Im Bereich des Buch- und Verlagswesens bezeichnet „Letterset“ eine Drucken Prozess, der vor der digitalen Revolution stattfand. Bevor digitale Methoden weit verbreitet waren, bestand der Letterset-Druck darin, einzelne Metall- oder Holzbuchstaben auf einem Layout Tafel erschaffen Text und Bilder für den Druck – auch als Fotosatz oder Paste-up bezeichnet.
Beim traditionellen Ansatz für den Letterset-Druck mussten für jeden Buchstaben oder jedes Zeichen physische Schriftblöcke ausgewählt und angeordnet werden. Bei der Ausrichtung und Anordnung dieser Blöcke war äußerste Präzision erforderlich, um optisch ansprechende und lesbare Kompositionen zu erzielen.

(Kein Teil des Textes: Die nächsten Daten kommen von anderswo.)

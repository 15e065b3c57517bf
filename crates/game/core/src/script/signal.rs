//! Control signals returned by executing one script action.

/// What the interpreter does after an action executes.
#[derive(Clone, Copy, Debug, PartialEq)]
pub enum ActionSignal {
    /// Keep draining: run the next queued action in the same call.
    Continue,
    /// Park the script for this many simulation seconds, then resume.
    Suspend(f32),
    /// A precondition failed: drop the rest of the script.
    Abort,
}

impl ActionSignal {
    #[inline]
    pub fn is_continue(self) -> bool {
        matches!(self, ActionSignal::Continue)
    }

    #[inline]
    pub fn is_abort(self) -> bool {
        matches!(self, ActionSignal::Abort)
    }

    /// The suspension to take, if any. Suspensions of zero or less behave
    /// like [`ActionSignal::Continue`]: the action's effect already happened
    /// and there is nothing left to wait for.
    #[inline]
    pub fn suspends_for(self) -> Option<f32> {
        match self {
            ActionSignal::Suspend(seconds) if seconds > 0.0 => Some(seconds),
            _ => None,
        }
    }
}
//! End-to-end scenarios: stage JSON through the clock into script effects.
//!
//! Step sizes are powers of two (0.25s) so every timer boundary in these
//! scenarios is exact in f32.

use harrow_content::StageLoader;
use harrow_core::{EngineConfig, FrameInput, ScriptAction, Vec2};
use harrow_runtime::{Clock, ClockConfig, Director, Step};

const DT: f32 = 0.25;

fn clock() -> Clock {
    Clock::new(ClockConfig {
        fixed_dt: DT,
        max_frame_time: 1.0,
    })
}

fn director_from(stage_json: &str) -> Director {
    let stage = StageLoader::parse(stage_json).expect("stage should parse");
    let (world, triggers) = stage.build();
    Director::new(world, triggers, EngineConfig::default())
}

#[test]
fn dialog_cutscene_runs_locked_and_releases_on_time() {
    let mut director = director_from("{}");
    let mut clock = clock();

    director.submit(
        vec![
            ScriptAction::LockInput,
            ScriptAction::ShowDialog {
                text: "The gate grinds open.".to_string(),
                seconds: 2.0,
            },
            ScriptAction::UnlockInput,
        ],
        None,
    );

    // Submission drained up to the dialog synchronously.
    assert!(director.scripts().running());
    assert!(director.world().input_locked);
    assert_eq!(director.world().dialog.text(), Some("The gate grinds open."));
    assert_eq!(director.scripts().wait_remaining(), 2.0);

    // Half a second of frames: still mid-dialog.
    clock.frame(0.5, &mut director);
    assert!(director.scripts().running());
    assert!(director.world().input_locked);
    assert!(director.world().dialog.is_open());

    // The rest of the two seconds: the wait expires, unlock_input drains,
    // and the dialog countdown clears the text the same step.
    for _ in 0..3 {
        clock.frame(0.5, &mut director);
    }
    assert!(!director.scripts().running());
    assert!(!director.world().input_locked);
    assert!(!director.world().dialog.is_open());
}

#[test]
fn walking_onto_a_plate_fires_its_script_once() {
    // Player starts at x=8 and walks right at 96 u/s, 24 units per step;
    // the plate spans [32, 48).
    let mut director = director_from(
        r#"{
            "player_spawn": "start",
            "spawn_points": {"start": [8.0, 8.0]},
            "triggers": [
                {
                    "id": "plate",
                    "region": {"x": 32.0, "y": 0.0, "w": 16.0, "h": 16.0},
                    "script": [
                        {"kind": "lock_input"},
                        {"kind": "show_dialog", "params": {"text": "The floor sinks.", "seconds": 1.0}},
                        {"kind": "set_flag", "params": {"flag": "plate_done"}},
                        {"kind": "unlock_input"}
                    ]
                }
            ]
        }"#,
    );
    let mut clock = clock();

    director.stage_input(FrameInput::moving(Vec2::new(1.0, 0.0)));
    clock.frame(DT, &mut director);

    // Entered the plate this step; the script locked input mid-stride.
    assert_eq!(director.world().player.position.x, 32.0);
    assert!(director.scripts().running());
    assert!(director.world().input_locked);
    assert!(!director.world().game.flag_or("plate_done", false));

    // Locked: the held direction does nothing while the dialog runs.
    clock.frame(DT, &mut director);
    assert_eq!(director.world().player.position.x, 32.0);

    // Dialog expires after 1.0s total; the tail of the script runs and the
    // walk resumes. Standing on the plate does not refire it.
    for _ in 0..3 {
        clock.frame(DT, &mut director);
    }
    assert!(!director.scripts().running());
    assert!(director.world().game.flag_or("plate_done", false));

    clock.frame(DT, &mut director);
    assert!(director.world().player.position.x > 32.0);
    assert!(director.scripts().queued() == 0);
}

#[test]
fn a_stall_does_not_fast_forward_a_wait() {
    let mut director = director_from("{}");
    let mut clock = Clock::new(ClockConfig {
        fixed_dt: DT,
        max_frame_time: DT,
    });

    director.submit(vec![ScriptAction::Wait { seconds: 2.0 }], None);

    // Ten wall seconds clamp to one fixed step.
    let report = clock.frame(10.0, &mut director);
    assert_eq!(report.steps, 1);
    assert!(director.scripts().running());
    assert_eq!(director.scripts().wait_remaining(), 1.75);

    for _ in 0..7 {
        clock.frame(DT, &mut director);
    }
    assert!(!director.scripts().running());
}

#[test]
fn give_item_pauses_the_script_for_the_confirmation() {
    let mut director = director_from("{}");

    director.submit(
        vec![
            ScriptAction::GiveItem {
                item: "ember".to_string(),
                amount: 2,
            },
            ScriptAction::SetFlag {
                flag: "after_pickup".to_string(),
                value: true,
            },
        ],
        None,
    );

    assert_eq!(director.world().game.inventory.count("ember"), 2);
    assert_eq!(director.world().dialog.text(), Some("Received ember x2."));
    assert!(director.scripts().running());
    assert!(!director.world().game.flag_or("after_pickup", false));

    // 1.5s confirmation at the default config: six steps.
    for _ in 0..6 {
        director.simulate(DT);
    }
    assert!(!director.scripts().running());
    assert!(director.world().game.flag_or("after_pickup", false));
}

#[test]
fn defeat_runs_the_entity_script_and_removes_it() {
    let mut director = director_from(
        r#"{
            "entities": [
                {
                    "name": "slime",
                    "position": [24.0, 8.0],
                    "defeat_script": [
                        {"kind": "show_dialog", "params": {"text": "The slime dissolves.", "seconds": 0.5}},
                        {"kind": "add_variable", "params": {"variable": "kills"}},
                        {"kind": "remove_entity"}
                    ]
                }
            ]
        }"#,
    );
    let slime = director.world().entities.find_by_name("slime").unwrap();

    director.defeat(slime);
    assert!(director.scripts().running());
    assert_eq!(director.scripts().source(), Some(slime));
    assert!(director.world().entities.is_active(slime));

    director.simulate(DT);
    director.simulate(DT);
    assert!(!director.scripts().running());
    assert_eq!(director.world().game.number_or("kills", 0.0), 1.0);
    assert!(!director.world().entities.is_active(slime));
}

#[test]
fn reset_mid_cutscene_returns_to_the_seed() {
    let mut director = director_from(
        r#"{
            "player_spawn": "start",
            "spawn_points": {"start": [8.0, 8.0], "altar": [96.0, 96.0]}
        }"#,
    );

    director.submit(
        vec![
            ScriptAction::SetFlag {
                flag: "dirty".to_string(),
                value: true,
            },
            ScriptAction::Teleport {
                spawn: "altar".to_string(),
            },
            ScriptAction::LockInput,
            ScriptAction::Wait { seconds: 30.0 },
        ],
        None,
    );
    director.simulate(DT);
    assert!(director.scripts().running());
    assert_eq!(director.world().player.position, Vec2::new(96.0, 96.0));

    director.reset();
    assert!(!director.scripts().running());
    assert!(!director.world().input_locked);
    assert!(!director.world().game.flag_or("dirty", false));
    assert_eq!(director.world().player.position, Vec2::new(8.0, 8.0));

    // The world steps normally after the rebuild.
    director.simulate(DT);
    assert!(!director.scripts().running());
}
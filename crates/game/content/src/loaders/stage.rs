//! Stage file loader.
//!
//! A stage file is one JSON document holding spawn points, entity
//! placements, and trigger regions, with scripts inline in the editor wire
//! shape. [`StageData::build`] turns it into the starting [`World`] and
//! [`TriggerSystem`] the runtime director owns.

use std::collections::BTreeMap;
use std::path::Path;

use harrow_core::{Activation, Camera, EntityState, Rect, TriggerDef, TriggerSystem, Vec2, World};
use serde::{Deserialize, Serialize};
use tracing::warn;

use crate::loaders::scripts::{RawAction, decode_script};
use crate::loaders::{LoadResult, read_file};

/// A stage exactly as the editor exports it. Positions are `[x, y]` pairs in
/// world units; every section may be omitted.
#[derive(Clone, Debug, Default, Serialize, Deserialize)]
#[serde(default)]
pub struct StageData {
    pub name: String,
    /// Spawn point the player starts at. Unknown or empty names start the
    /// player at the origin.
    pub player_spawn: String,
    pub spawn_points: BTreeMap<String, [f32; 2]>,
    pub entities: Vec<EntityData>,
    pub triggers: Vec<TriggerData>,
}

/// One entity placement.
#[derive(Clone, Debug, Default, Serialize, Deserialize)]
#[serde(default)]
pub struct EntityData {
    pub name: String,
    pub position: [f32; 2],
    pub interact_script: Vec<RawAction>,
    pub defeat_script: Vec<RawAction>,
}

/// One trigger region.
#[derive(Clone, Debug, Default, Serialize, Deserialize)]
#[serde(default)]
pub struct TriggerData {
    pub id: String,
    pub region: Rect,
    pub activation: Activation,
    pub once: bool,
    pub cooldown: f32,
    pub script: Vec<RawAction>,
}

/// Half-extent of the interact region synthesized around an entity.
const INTERACT_RADIUS: f32 = 12.0;
/// Debounce between fires of a synthesized interact trigger.
const INTERACT_COOLDOWN: f32 = 0.3;

/// Loader for stage JSON files.
pub struct StageLoader;

impl StageLoader {
    /// Load a stage from a JSON file.
    pub fn load(path: &Path) -> LoadResult<StageData> {
        let content = read_file(path)?;
        Self::parse(&content)
    }

    /// Parse a stage from in-memory JSON (embedded stages, tests).
    pub fn parse(json: &str) -> LoadResult<StageData> {
        serde_json::from_str(json).map_err(|e| anyhow::anyhow!("Failed to parse stage JSON: {e}"))
    }
}

impl StageData {
    /// Builds the starting world and trigger set for this stage.
    ///
    /// Scripts decode here, once; the defaults of [`crate::loaders::scripts`]
    /// are already applied in everything the returned world carries. Every
    /// entity with an interact script also gets a synthesized interact
    /// trigger around its position, bound to the entity, so talking to an
    /// NPC and stepping on a plate go through the same system.
    pub fn build(&self) -> (World, TriggerSystem) {
        let mut world = World::new();
        for (name, [x, y]) in &self.spawn_points {
            world.spawn_points.insert(name.clone(), Vec2::new(*x, *y));
        }

        world.player.position = match world.spawn_points.get(&self.player_spawn) {
            Some(point) => *point,
            None => {
                if !self.player_spawn.is_empty() {
                    warn!(spawn = %self.player_spawn, "unknown player spawn, starting at the origin");
                }
                Vec2::ZERO
            }
        };
        world.camera = Camera::new(world.player.position);

        for data in &self.entities {
            let [x, y] = data.position;
            world.entities.spawn(
                EntityState::new(data.name.clone(), Vec2::new(x, y))
                    .with_interact_script(decode_script(&data.interact_script))
                    .with_defeat_script(decode_script(&data.defeat_script)),
            );
        }

        let mut defs: Vec<TriggerDef> = self
            .triggers
            .iter()
            .map(|data| TriggerDef {
                id: data.id.clone(),
                region: data.region,
                activation: data.activation,
                once: data.once,
                cooldown: data.cooldown,
                script: decode_script(&data.script),
                source: None,
            })
            .collect();

        for (id, entity) in world.entities.iter() {
            if entity.interact_script.is_empty() {
                continue;
            }
            defs.push(TriggerDef {
                id: format!("interact:{}", entity.name),
                region: Rect::new(
                    entity.position.x - INTERACT_RADIUS,
                    entity.position.y - INTERACT_RADIUS,
                    INTERACT_RADIUS * 2.0,
                    INTERACT_RADIUS * 2.0,
                ),
                activation: Activation::Interact,
                once: false,
                cooldown: INTERACT_COOLDOWN,
                script: entity.interact_script.clone(),
                source: Some(id),
            });
        }

        (world, TriggerSystem::new(defs))
    }
}
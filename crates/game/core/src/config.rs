/// Engine configuration constants and tunable parameters.
#[derive(Clone, Debug, PartialEq)]
#[cfg_attr(feature = "serde", derive(serde::Serialize, serde::Deserialize))]
pub struct EngineConfig {
    /// Player walk speed in world units per second while input is unlocked.
    pub player_speed: f32,
    /// How long the pickup confirmation dialog stays on screen, in seconds.
    /// This is also how long `give_item` suspends the running script.
    pub item_message_seconds: f32,
}

impl EngineConfig {
    // ===== runtime-tunable defaults =====
    pub const DEFAULT_PLAYER_SPEED: f32 = 96.0;
    pub const DEFAULT_ITEM_MESSAGE_SECONDS: f32 = 1.5;

    pub fn new() -> Self {
        Self {
            player_speed: Self::DEFAULT_PLAYER_SPEED,
            item_message_seconds: Self::DEFAULT_ITEM_MESSAGE_SECONDS,
        }
    }

    pub fn with_player_speed(mut self, player_speed: f32) -> Self {
        self.player_speed = player_speed;
        self
    }
}

impl Default for EngineConfig {
    fn default() -> Self {
        Self::new()
    }
}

Sobald das gewünschte Layout erreicht war, wurden die gesetzten Elemente auf einem größeren Klebebrett mit Leim. Dieses Pappbrett war das Meisterstück Kopieren, schließlich fotografiert oder gescannt, um Filmnegative für den Druck herzustellen PlattenDiese Platten erleichterten die Masse Produktion von Büchern oder anderen Druckerzeugnissen.
Von der Mitte des 19. Jahrhunderts bis ins späte 20. Jahrhundert war der Letterset-Druck die vorherrschende Druckform, bis ihn die digitale Technologie aufgrund seines hohen Arbeitsaufwands schließlich überholte. Desktop-Publishing-Software verwandelte die traditionelle Schriftsatz mit computergestützten Systemen, die schnellere und effizientere Produktionsprozesse ermöglichen.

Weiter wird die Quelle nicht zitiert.